[Stored data]
+++++

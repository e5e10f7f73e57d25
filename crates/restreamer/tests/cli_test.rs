//! Integration tests for the `restreamer` CLI binary.
//!
//! These cover argument parsing, help output, shell completions, local-only
//! commands and error exit codes, all without a live daemon.
#![allow(clippy::unwrap_used)]

use std::io::Write;

use assert_cmd::cargo::cargo_bin_cmd;
use predicates::prelude::*;
use tempfile::NamedTempFile;

// ── Helpers ─────────────────────────────────────────────────────────

/// Build a command for the `restreamer` binary with env isolation.
///
/// Clears all `RESTREAMER_*` env vars and points config directories at a
/// nonexistent path so tests never touch the user's real configuration.
fn restreamer_cmd() -> assert_cmd::Command {
    let mut cmd = cargo_bin_cmd!("restreamer");
    cmd.env("HOME", "/tmp/restreamer-cli-test-nonexistent")
        .env("XDG_CONFIG_HOME", "/tmp/restreamer-cli-test-nonexistent")
        .env("NO_COLOR", "1")
        .env_remove("RUST_LOG")
        .env_remove("RESTREAMER_PROFILE")
        .env_remove("RESTREAMER_URL")
        .env_remove("RESTREAMER_USERNAME")
        .env_remove("RESTREAMER_PASSWORD")
        .env_remove("RESTREAMER_OUTPUT")
        .env_remove("RESTREAMER_INSECURE")
        .env_remove("RESTREAMER_TIMEOUT")
        .env_remove("RESTREAMER_SERVICES_FILE");
    cmd
}

/// Concatenate stdout + stderr from a command output for flexible matching.
fn combined_output(output: &std::process::Output) -> String {
    let stdout = String::from_utf8_lossy(&output.stdout);
    let stderr = String::from_utf8_lossy(&output.stderr);
    format!("{stdout}{stderr}")
}

fn services_file() -> NamedTempFile {
    let mut file = NamedTempFile::new().unwrap();
    file.write_all(
        br#"{
            "services": [
                {
                    "name": "Twitch",
                    "common": true,
                    "servers": [{ "name": "Auto", "url": "rtmp://live.twitch.tv/app" }]
                },
                {
                    "name": "Niche",
                    "servers": [{ "name": "EU", "url": "rtmp://eu.niche.example/live" }]
                }
            ]
        }"#,
    )
    .unwrap();
    file
}

// ── Basic invocation ────────────────────────────────────────────────

#[test]
fn test_no_args_shows_help() {
    let output = restreamer_cmd().output().unwrap();
    assert_eq!(output.status.code(), Some(2), "Expected exit code 2");
    let text = combined_output(&output);
    assert!(text.contains("Usage"), "Expected 'Usage' in output:\n{text}");
}

#[test]
fn test_help_flag() {
    restreamer_cmd().arg("--help").assert().success().stdout(
        predicate::str::contains("Restreamer")
            .and(predicate::str::contains("processes"))
            .and(predicate::str::contains("outputs"))
            .and(predicate::str::contains("playout")),
    );
}

#[test]
fn test_version_flag() {
    restreamer_cmd()
        .arg("--version")
        .assert()
        .success()
        .stdout(predicate::str::contains("restreamer"));
}

#[test]
fn test_subcommand_help_lists_actions() {
    restreamer_cmd()
        .args(["processes", "--help"])
        .assert()
        .success()
        .stdout(
            predicate::str::contains("create")
                .and(predicate::str::contains("restart"))
                .and(predicate::str::contains("probe")),
        );
}

#[test]
fn test_invalid_subcommand() {
    restreamer_cmd()
        .arg("transcode")
        .assert()
        .failure()
        .code(2);
}

#[test]
fn test_invalid_output_format() {
    restreamer_cmd()
        .args(["--output", "xml", "ping"])
        .assert()
        .failure()
        .code(2);
}

// ── Shell completions ───────────────────────────────────────────────

#[test]
fn test_completions_bash() {
    restreamer_cmd()
        .args(["completions", "bash"])
        .assert()
        .success()
        .stdout(predicate::str::is_empty().not());
}

#[test]
fn test_completions_zsh() {
    restreamer_cmd()
        .args(["completions", "zsh"])
        .assert()
        .success()
        .stdout(predicate::str::contains("#compdef"));
}

#[test]
fn test_completions_fish() {
    restreamer_cmd()
        .args(["completions", "fish"])
        .assert()
        .success()
        .stdout(predicate::str::contains("restreamer"));
}

// ── Config ──────────────────────────────────────────────────────────

#[test]
fn test_config_path() {
    restreamer_cmd()
        .args(["config", "path"])
        .assert()
        .success()
        .stdout(predicate::str::contains("config.toml"));
}

#[test]
fn test_config_show_without_file() {
    restreamer_cmd()
        .args(["config", "show"])
        .assert()
        .success()
        .stdout(predicate::str::contains("[defaults]"));
}

#[test]
fn test_command_without_config_fails() {
    let output = restreamer_cmd().args(["processes", "list"]).output().unwrap();
    assert_eq!(output.status.code(), Some(1));
    let text = combined_output(&output);
    assert!(
        text.contains("config init"),
        "Expected setup hint in output:\n{text}"
    );
}

#[test]
fn test_unknown_profile_fails() {
    let output = restreamer_cmd()
        .args(["--profile", "edge", "info"])
        .output()
        .unwrap();
    assert!(!output.status.success());
    assert!(combined_output(&output).contains("edge"));
}

// ── Validation before any network activity ──────────────────────────

#[test]
fn test_empty_process_id_is_usage_error() {
    restreamer_cmd()
        .args(["--url", "http://127.0.0.1:9", "processes", "get", ""])
        .assert()
        .failure()
        .code(2)
        .stderr(predicate::str::contains("process id is required"));
}

#[test]
fn test_password_without_username_is_usage_error() {
    restreamer_cmd()
        .args(["--url", "http://127.0.0.1:9", "--password", "secret", "ping"])
        .assert()
        .failure()
        .code(2);
}

#[test]
fn test_encoding_set_without_flags_is_usage_error() {
    restreamer_cmd()
        .args([
            "--url",
            "http://127.0.0.1:9",
            "outputs",
            "encoding-set",
            "main",
            "youtube",
        ])
        .assert()
        .failure()
        .code(2)
        .stderr(predicate::str::contains("nothing to change"));
}

#[test]
fn test_unreachable_daemon_is_connection_error() {
    restreamer_cmd()
        .args(["--url", "http://127.0.0.1:9", "--timeout", "3", "ping"])
        .assert()
        .failure()
        .code(7);
}

// ── Services catalog ────────────────────────────────────────────────

#[test]
fn test_services_list_plain() {
    let file = services_file();
    restreamer_cmd()
        .args(["--output", "plain", "services", "--file"])
        .arg(file.path())
        .arg("list")
        .assert()
        .success()
        .stdout("Twitch\nNiche\n");
}

#[test]
fn test_services_list_common_only() {
    let file = services_file();
    restreamer_cmd()
        .args(["--output", "plain", "services", "--file"])
        .arg(file.path())
        .args(["list", "--common"])
        .assert()
        .success()
        .stdout("Twitch\n");
}

#[test]
fn test_services_show_json() {
    let file = services_file();
    restreamer_cmd()
        .args(["--output", "json", "services", "--file"])
        .arg(file.path())
        .args(["show", "Twitch"])
        .assert()
        .success()
        .stdout(predicate::str::contains("rtmp://live.twitch.tv/app"));
}

#[test]
fn test_services_show_unknown() {
    let file = services_file();
    restreamer_cmd()
        .args(["services", "--file"])
        .arg(file.path())
        .args(["show", "twitch"])
        .assert()
        .failure()
        .code(2);
}

#[test]
fn test_services_missing_file() {
    restreamer_cmd()
        .args([
            "services",
            "--file",
            "/tmp/restreamer-cli-test-nonexistent/services.json",
            "list",
        ])
        .assert()
        .failure()
        .code(1);
}

// ── Multistream (local actions) ─────────────────────────────────────

#[test]
fn test_multistream_platforms_plain() {
    restreamer_cmd()
        .args(["--output", "plain", "multistream", "platforms"])
        .assert()
        .success()
        .stdout("twitch\nyoutube\nfacebook\nkick\ntiktok\ninstagram\nx\n");
}

#[test]
fn test_multistream_platforms_vertical_tiktok() {
    restreamer_cmd()
        .args(["--output", "json", "ms", "platforms", "--orientation", "vertical"])
        .assert()
        .success()
        .stdout(
            predicate::str::contains("\"rtmp://live.tiktok.com/live\"")
                .and(predicate::str::contains("live/horizontal").not()),
        );
}

#[test]
fn test_multistream_filter() {
    restreamer_cmd()
        .args(["multistream", "filter", "--from", "horizontal", "--to", "vertical"])
        .assert()
        .success()
        .stdout("crop=ih*9/16:ih,scale=1080:1920\n");

    restreamer_cmd()
        .args(["multistream", "filter", "--from", "square", "--to", "square"])
        .assert()
        .success()
        .stdout("-\n");
}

+++++

- **Exercise objective**:
In the entries above, locate every line with the word "stderr" and copy it.

- **Exercise solution**:
/// Concatenate stdout + stderr from a command output for flexible matching.
    let stderr = String::from_utf8_lossy(&output.stderr);
    format!("{stdout}{stderr}")
        .stderr(predicate::str::contains("process id is required"));
        .stderr(predicate::str::contains("nothing to change"));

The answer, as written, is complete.